Haddad deixa correção da tabela do Imposto de Renda para o segundo semestre

A isenção para quem ganha até R$ 5 mil foi uma das propostas de campanha presidencial de Lula

O ministro da Fazenda, Fernando Haddad, afirmou na terça-feira (17) que o governo pretende fazer uma reforma do Imposto de Renda (IR) no segundo semestre. Segundo ele, caso a reforma tributária seja aprovada logo, a outra poderia começar na segunda metade do ano.

“No segundo semestre, nós queremos votar uma reforma tributária sobre a renda para desonerar as camadas mais pobres do imposto e onerar quem hoje não paga imposto. Muita gente no Brasil não paga imposto. Precisamos reequilibrar o sistema tributário para melhorar a distribuição de renda”, disse Haddad em Davos (Suíça), onde participa do Fórum Econômico Mundial.

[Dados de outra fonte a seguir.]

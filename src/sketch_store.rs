
//! On-disk format of per-sample sketches.
//!
//! A sketch file holds a bincode encoded `SketchHeader` followed by the length-prefixed,
//! diff-encoded list of fingerprints seen at least twice in the sample. Bincode's
//! variable-length integers keep the small deltas of dense sketches compact.

use std::fs::File;
use std::io::{BufReader, BufWriter, Write};
use std::path::Path;

use anyhow::{ensure, Context, Result};
use bincode::serde::{decode_from_std_read, encode_into_std_write};
use serde::{Deserialize, Serialize};

use crate::diff_codec;
use crate::hashing::Fingerprint;
use crate::sketch_params::{SketchParams, FINGERPRINT_BITS};

pub const FORMAT_VERSION: u8 = 1;

/// Extension of sketch files.
pub const SKETCH_EXTENSION: &str = "kmers";

/// Serializable header of a sketch file.
#[derive(Serialize, Deserialize, Clone, Debug, PartialEq)]
pub struct SketchHeader {
    format_version: u8,
    sample_name: String,
    params: SketchParams,
    read_count: u64,
    bp_count: u64,
}

impl SketchHeader {
    pub fn new(sample_name: &str, params: &SketchParams, read_count: u64, bp_count: u64) -> Self {
        SketchHeader {
            format_version: FORMAT_VERSION,
            sample_name: sample_name.to_string(),
            params: params.clone(),
            read_count,
            bp_count,
        }
    }

    /// Validate header
    pub fn validate(&self) -> Result<()> {
        if self.format_version != FORMAT_VERSION {
            return Err(anyhow::anyhow!(
                "Unsupported sketch format version: {}",
                self.format_version
            ));
        }

        let bits = self.params.fingerprint_bits();
        ensure!(
            (1..=FINGERPRINT_BITS).contains(&bits),
            "Unsupported fingerprint width: {} bits",
            bits
        );

        Ok(())
    }

    pub fn sample_name(&self) -> &str {
        &self.sample_name
    }

    pub fn params(&self) -> &SketchParams {
        &self.params
    }

    pub fn read_count(&self) -> u64 {
        self.read_count
    }

    pub fn bp_count(&self) -> u64 {
        self.bp_count
    }
}

/// A decoded sketch file.
#[derive(Clone, Debug)]
pub struct Sketch {
    pub header: SketchHeader,
    pub fingerprints: Vec<Fingerprint>,
}

/// Write header and diff-encoded fingerprints to a sketch file.
pub fn write_sketch(path: &Path, header: &SketchHeader, doubles: &[Fingerprint]) -> Result<()> {
    let diffs = diff_codec::encode(doubles)?;

    let file = File::create(path)
        .context(format!("Failed to create sketch file {}", path.display()))?;
    let mut writer = BufWriter::new(file);

    encode_into_std_write(header, &mut writer, bincode::config::standard())
        .context("Failed to serialize sketch header")?;
    encode_into_std_write(&diffs, &mut writer, bincode::config::standard())
        .context("Failed to serialize sketch fingerprints")?;

    writer
        .flush()
        .context(format!("Failed to write sketch file {}", path.display()))?;

    Ok(())
}

/// Read a sketch file and recover its sorted fingerprints.
pub fn read_sketch(path: &Path) -> Result<Sketch> {
    let file = File::open(path)
        .context(format!("Failed to open sketch file {}", path.display()))?;
    let mut reader = BufReader::new(file);

    let header: SketchHeader = decode_from_std_read(&mut reader, bincode::config::standard())
        .context(format!("Failed to deserialize header of {}", path.display()))?;
    header.validate()?;

    let diffs: Vec<Fingerprint> = decode_from_std_read(&mut reader, bincode::config::standard())
        .context(format!("Failed to deserialize fingerprints of {}", path.display()))?;
    let fingerprints = diff_codec::decode(&diffs)
        .context(format!("Corrupt sketch file {}", path.display()))?;

    // sorted, so only the last fingerprint can exceed the universe
    let bits = header.params().fingerprint_bits();
    if let Some(&last) = fingerprints.last() {
        ensure!(
            (last as u64) < (1u64 << bits),
            "Corrupt sketch file {}: fingerprint {} exceeds {}-bit universe",
            path.display(),
            last,
            bits
        );
    }

    Ok(Sketch {
        header,
        fingerprints,
    })
}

A correção da tabela do IR, com isenção para quem ganha até R$ 5 mil, foi uma das propostas de campanha de Luiz Inácio Lula da Silva à Presidência.

Passada a eleição, no entanto, ainda em novembro de 2022, o senador eleito e agora ministro do Desenvolvimento Social, Wellington Dias (PT), indicou que as mudanças poderiam não ocorrer em 2023.

“É uma proposta para o mandato. Ela não está sendo tratada nem na PEC [da Transição] nem na reorganização do Orçamento [de 2023]”, disse na ocasião Dias, que foi à época escalado por Lula para acompanhar o Orçamento deste ano.

Em setembro de 2021, a Câmara dos Deputados aprovou uma proposta de reforma do Imposto de Renda, mas ela está parada no Senado.

FMI na elaboração de nova âncora fiscal

Após participar de reunião com a diretora-geral do Fundo Monetário Internacional (FMI), Kristalina Georgieva, o ministro Fernando Haddad, informou que o organismo multilateral colocou sua instituição técnica à disposição do Brasil para auxiliar o governo Lula na discussão da nova âncora fiscal.

“Eles ficaram sabendo das nossas discussões fiscais e colocaram a equipe técnica à nossa disposição para que possamos conhecer as regras atuais em vigor e apresentarmos uma proposta mais crível para o Congresso”, disse Haddad a jornalistas, depois do encontro.

Segundo o ministro, o FMI também está colocando em discussão global a sustentabilidade política. “Para o nosso governo, isso já era importante, mas essa questão estar no radar do FMI mostra que o tema é muito fundamental.”

Na reunião com o ministro das Finanças da Colômbia, José Antonio Ocampo, a discussão da integração com os países do Mercosul foi tema principal. “Desunidos, nós não vamos muito longe.”